The House voted in favor of the bill with at least 218 ayes late Friday night, fulfilling a key priority for the Biden administration amid controversy over whether an accompanying Democrat-led bill would also move forward. The Senate originally passed the bill in August after lawmakers shot down any attempts at amending the crypto provision.
The bill now goes to U.S. President Joe Biden for his signature.
The crypto industry was concerned about a tax reporting requirement within the bill that sought to expand the definition of a broker for IRS purposes. The reporting requirement would see all brokers report transactions under the current tax code.
Industry proponents worried that the definition would be too broad, capturing entities like miners and other parties that don’t actually facilitate transactions.
Another provision included in the bill to amend Tax code section 6050I has also stoked fear in the crypto industry.

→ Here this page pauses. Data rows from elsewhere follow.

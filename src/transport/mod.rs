//! Provider-side WebSocket client.

pub mod ws;

use futures::stream::{BoxStream, SplitSink, SplitStream};
use futures::{SinkExt, StreamExt};
use tokio::io::{AsyncRead, AsyncWrite};
use tokio_tungstenite::WebSocketStream;
use tokio_tungstenite::tungstenite::protocol::Message;

use crate::error::{Error, Result};
use crate::protocol::client_events::ClientEvent;
use crate::protocol::models::SessionUpdate;
use crate::protocol::server_events::ServerEvent;

pub(crate) const TRACE_LOG_MAX_BYTES: usize = 1024;
const MAX_INPUT_AUDIO_CHUNK_BYTES: usize = 15 * 1024 * 1024;
const TRACE_TRUNCATE_SUFFIX: &str = "... (truncated)";

/// A connected Realtime socket speaking [`ClientEvent`] / [`ServerEvent`].
#[must_use]
pub struct RealtimeClient<S> {
    stream: WebSocketStream<S>,
}

impl RealtimeClient<ws::ProviderSocket> {
    /// Connect to a Realtime endpoint.
    ///
    /// # Errors
    /// Returns an error if the connection fails or if the URL is invalid.
    pub async fn connect(endpoint: &str, api_key: &str, model: &str) -> Result<Self> {
        let stream = ws::connect(endpoint, api_key, model).await?;
        Ok(Self { stream })
    }
}

impl<S> RealtimeClient<S>
where
    S: AsyncRead + AsyncWrite + Unpin + Send + 'static,
{
    /// Wrap an already established socket.
    pub const fn from_stream(stream: WebSocketStream<S>) -> Self {
        Self { stream }
    }

    /// Split the client into a sender and a receiver for concurrent usage.
    pub fn split(self) -> (RealtimeSender<S>, RealtimeReceiver<S>) {
        let (write, read) = self.stream.split();
        (RealtimeSender { write }, RealtimeReceiver { read })
    }
}

/// The sending half of a split `RealtimeClient`.
pub struct RealtimeSender<S> {
    write: SplitSink<WebSocketStream<S>, Message>,
}

impl<S> RealtimeSender<S>
where
    S: AsyncRead + AsyncWrite + Unpin,
{
    /// Send a client event.
    ///
    /// # Errors
    /// Returns an error if validation, serialization or sending fails.
    pub async fn send(&mut self, event: ClientEvent) -> Result<()> {
        validate_client_event(&event)?;
        let json = serde_json::to_string(&event)?;
        tracing::trace!(kind = event.kind(), "Sending event: {}", safe_truncate(&json, TRACE_LOG_MAX_BYTES));
        self.write.send(Message::Text(json.into())).await?;
        Ok(())
    }

    /// Send a close frame.
    ///
    /// # Errors
    /// Returns an error if the socket is already broken.
    pub async fn close(&mut self) -> Result<()> {
        self.write.close().await?;
        Ok(())
    }
}

/// The receiving half of a split `RealtimeClient`.
pub struct RealtimeReceiver<S> {
    read: SplitStream<WebSocketStream<S>>,
}

impl<S> RealtimeReceiver<S>
where
    S: AsyncRead + AsyncWrite + Unpin + Send + 'static,
{
    /// Stream of server events that ends at the server's close frame and
    /// preserves transport errors.
    #[must_use]
    pub fn try_into_stream(self) -> BoxStream<'static, Result<ServerEvent>> {
        self.read
            .map(|res| res.map_err(Error::from))
            .take_while(|res| {
                let open = !matches!(res, Ok(Message::Close(_)));
                if !open {
                    tracing::info!("WebSocket connection closed by server");
                }
                futures::future::ready(open)
            })
            .filter_map(|res| async move {
                match res {
                    Ok(Message::Text(text)) => {
                        tracing::trace!("Received event: {}", safe_truncate(&text, TRACE_LOG_MAX_BYTES));
                        Some(ServerEvent::parse(&text))
                    }
                    Ok(_) => None,
                    Err(e) => Some(Err(e)),
                }
            })
            .boxed()
    }
}

pub(crate) fn safe_truncate(s: &str, max_bytes: usize) -> std::borrow::Cow<'_, str> {
    if s.len() <= max_bytes {
        return std::borrow::Cow::Borrowed(s);
    }
    let mut end = max_bytes;
    while end > 0 && !s.is_char_boundary(end) {
        end -= 1;
    }
    std::borrow::Cow::Owned(format!(
        "{} {} {} bytes",
        &s[..end],
        TRACE_TRUNCATE_SUFFIX,
        s.len() - end
    ))
}

fn validate_client_event(event: &ClientEvent) -> Result<()> {
    match event {
        ClientEvent::InputAudioBufferAppend { audio, .. } => {
            let size = estimate_base64_decoded_len(audio)?;
            if size > MAX_INPUT_AUDIO_CHUNK_BYTES {
                return Err(Error::InvalidClientEvent(format!(
                    "input_audio_buffer.append exceeds 15MB ({size} bytes)",
                )));
            }
        }
        ClientEvent::SessionUpdate { session, .. } => validate_session_update(session)?,
        _ => {}
    }
    Ok(())
}

fn validate_session_update(session: &SessionUpdate) -> Result<()> {
    let Some(audio) = &session.audio else {
        return Ok(());
    };
    let input = audio.input.as_ref().and_then(|input| input.format.as_ref());
    let output = audio.output.as_ref().and_then(|output| output.format.as_ref());
    for format in input.into_iter().chain(output) {
        format.validate()?;
    }
    Ok(())
}

fn estimate_base64_decoded_len(s: &str) -> Result<usize> {
    let bytes = s.as_bytes();
    if bytes.len() % 4 != 0 {
        return Err(Error::InvalidClientEvent(
            "input_audio_buffer.append invalid base64 length".to_string(),
        ));
    }
    let padding = bytes.iter().rev().take_while(|&&b| b == b'=').count();
    if padding > 2 {
        return Err(Error::InvalidClientEvent(
            "input_audio_buffer.append invalid base64 padding length".to_string(),
        ));
    }
    Ok(bytes.len() / 4 * 3 - padding)
}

The law, written nearly 40 years ago to apply to in-person cash transactions over $10,000, essentially requires recipients to verify the sender’s personal information and record their Social Security number, the nature of the transaction and other information, and report the transaction to the government within 15 days.
Unlike other tax code violations, violations of 6050I are a felony, and some lawyers have pointed out that, applied to cryptocurrencies and other digital assets like non-fungible tokens (NFTs), the law could be nearly impossible to comply with.
Pushback against the provision held up the bill’s passage in the Senate, where the infrastructure bill originated, giving the industry a chance to push for an amendment to modify the language. Ultimately, however, the Senate passed the bill without adopting any amendments, despite an 11th-hour effort to secure a change.
The Treasury Department still has to explain how it plans to interpret the bill, and publish guidance spelling out how businesses or other entities will have to comply with it.